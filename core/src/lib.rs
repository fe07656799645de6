//! # Storefront Core
//!
//! Core traits and types for the storefront state architecture.
//!
//! Everything the storefront knows lives in one state tree that only changes
//! through a reducer. This crate holds the vocabulary shared by the runtime,
//! the testing helpers and the domain crate.
//!
//! ## Core Concepts
//!
//! - **State**: The state tree (catalog, cart, wishlist, UI, history)
//! - **Action**: A closed enum of every transition the store accepts
//! - **Reducer**: Pure function `(State, Action, Environment) → (State, Effects)`
//! - **Effect**: Follow-up work described as values, executed by the store
//! - **Environment**: Injected dependencies (clock, configuration)
//!
//! ## Example
//!
//! ```
//! use storefront_core::{effect::Effect, reducer::Reducer, smallvec, SmallVec};
//!
//! #[derive(Clone, Debug, Default)]
//! struct BadgeState {
//!     cart_count: u32,
//! }
//!
//! #[derive(Clone, Debug)]
//! enum BadgeAction {
//!     ItemAdded(u32),
//!     CartCleared,
//! }
//!
//! struct BadgeReducer;
//!
//! impl Reducer for BadgeReducer {
//!     type State = BadgeState;
//!     type Action = BadgeAction;
//!     type Environment = ();
//!
//!     fn reduce(
//!         &self,
//!         state: &mut BadgeState,
//!         action: BadgeAction,
//!         _env: &(),
//!     ) -> SmallVec<[Effect<BadgeAction>; 4]> {
//!         match action {
//!             BadgeAction::ItemAdded(n) => state.cart_count += n,
//!             BadgeAction::CartCleared => state.cart_count = 0,
//!         }
//!         smallvec![Effect::None]
//!     }
//! }
//!
//! let mut state = BadgeState::default();
//! let _ = BadgeReducer.reduce(&mut state, BadgeAction::ItemAdded(2), &());
//! assert_eq!(state.cart_count, 2);
//! ```

// Re-export commonly used types
pub use chrono::{DateTime, Utc};
pub use serde::{Deserialize, Serialize};
pub use smallvec::{smallvec, SmallVec};

/// Reducer composition utilities
pub mod composition;

/// Action module - the contract every action enum fulfils
///
/// Actions are closed enums matched exhaustively by reducers. The only thing
/// the runtime needs to know about them beyond that is a stable, string-typed
/// name for logging, metrics and middleware filtering.
pub mod action {
    /// Common behaviour of action enums
    ///
    /// Usually derived with `#[derive(Action)]` from `storefront-macros`, which
    /// names each variant in SCREAMING_SNAKE_CASE (`AddToCart` becomes
    /// `"ADD_TO_CART"`).
    pub trait Action {
        /// The string type of this action, e.g. `"ADD_TO_CART"`
        fn action_type(&self) -> &'static str;

        /// Every action type this enum can produce, in declaration order
        fn action_types() -> &'static [&'static str]
        where
            Self: Sized;
    }
}

/// Reducer module - The core trait for business logic
///
/// Reducers are pure functions: `(State, Action, Environment) → (State, Effects)`
///
/// They contain all business logic and are deterministic and testable.
pub mod reducer {
    use super::effect::Effect;
    use smallvec::SmallVec;

    /// The Reducer trait - core abstraction for business logic
    ///
    /// # Type Parameters
    ///
    /// - `State`: The state this reducer operates on
    /// - `Action`: The action type this reducer processes
    /// - `Environment`: The injected dependencies this reducer needs
    ///
    /// Reducers must be total: every well-formed action produces a state,
    /// never a panic. Operations on absent entities are no-ops.
    pub trait Reducer {
        /// The state type this reducer operates on
        type State;

        /// The action type this reducer processes
        type Action;

        /// The environment type with injected dependencies
        type Environment;

        /// Reduce an action into state changes and effects
        ///
        /// # Arguments
        ///
        /// - `state`: Mutable reference to current state
        /// - `action`: The action to process
        /// - `env`: Reference to injected dependencies
        ///
        /// # Returns
        ///
        /// Effect descriptions to be executed by the store once the new state
        /// is visible to subscribers
        fn reduce(
            &self,
            state: &mut Self::State,
            action: Self::Action,
            env: &Self::Environment,
        ) -> SmallVec<[Effect<Self::Action>; 4]>;
    }
}

/// Effect module - Side effect descriptions
///
/// Effects describe follow-up work to be performed by the store. They are
/// values (not execution), so reducers stay pure and tests can inspect them.
pub mod effect {
    /// Effect type - describes work to be executed after a transition
    ///
    /// The store executes effects synchronously and in order. `Parallel` and
    /// `Sequential` only differ in intent; a single-threaded store runs both
    /// front to back.
    #[derive(Debug, Clone, PartialEq)]
    pub enum Effect<Action> {
        /// No-op effect
        None,

        /// Effects with no ordering requirement between them
        Parallel(Vec<Effect<Action>>),

        /// Effects that must run in the given order
        Sequential(Vec<Effect<Action>>),

        /// Feed an action back into the store
        ///
        /// The action goes through the full dispatch path (middleware,
        /// reducer, subscribers) after the current action completes.
        Send(Box<Action>),
    }

    impl<Action> Effect<Action> {
        /// Feed an action back into the store
        #[must_use]
        pub fn send(action: Action) -> Self {
            Effect::Send(Box::new(action))
        }

        /// Combine effects to run in parallel
        #[must_use]
        pub const fn merge(effects: Vec<Effect<Action>>) -> Effect<Action> {
            Effect::Parallel(effects)
        }

        /// Chain effects to run sequentially
        #[must_use]
        pub const fn chain(effects: Vec<Effect<Action>>) -> Effect<Action> {
            Effect::Sequential(effects)
        }

        /// Returns true if this effect (recursively) does nothing
        #[must_use]
        pub fn is_none(&self) -> bool {
            match self {
                Effect::None => true,
                Effect::Parallel(effects) | Effect::Sequential(effects) => {
                    effects.iter().all(Effect::is_none)
                },
                Effect::Send(_) => false,
            }
        }

        /// Flattens the effect tree into the actions it feeds back, in
        /// execution order
        #[must_use]
        pub fn into_actions(self) -> Vec<Action> {
            let mut actions = Vec::new();
            self.collect_actions(&mut actions);
            actions
        }

        fn collect_actions(self, out: &mut Vec<Action>) {
            match self {
                Effect::None => {},
                Effect::Parallel(effects) | Effect::Sequential(effects) => {
                    for effect in effects {
                        effect.collect_actions(out);
                    }
                },
                Effect::Send(action) => out.push(*action),
            }
        }
    }
}

/// Environment module - Dependency injection traits
///
/// All external dependencies are abstracted behind traits and injected
/// via the Environment parameter.
pub mod environment {
    use chrono::{DateTime, Utc};

    /// Clock trait - abstracts time operations for testability
    ///
    /// Reducers never call `Utc::now()` directly; every timestamp in the state
    /// tree (`added_at`, `last_modified`, ...) comes from the injected clock.
    pub trait Clock: Send + Sync {
        /// Get the current time
        fn now(&self) -> DateTime<Utc>;
    }

    /// Production clock backed by the system time
    #[derive(Debug, Clone, Copy, Default)]
    pub struct SystemClock;

    impl Clock for SystemClock {
        fn now(&self) -> DateTime<Utc> {
            Utc::now()
        }
    }
}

--

§ **Assignment**
Which lines in the material above include the string "values"? Pull them out.

§ **Result**
//! - **Effect**: Follow-up work described as values, executed by the store
/// values (not execution), so reducers stay pure and tests can inspect them.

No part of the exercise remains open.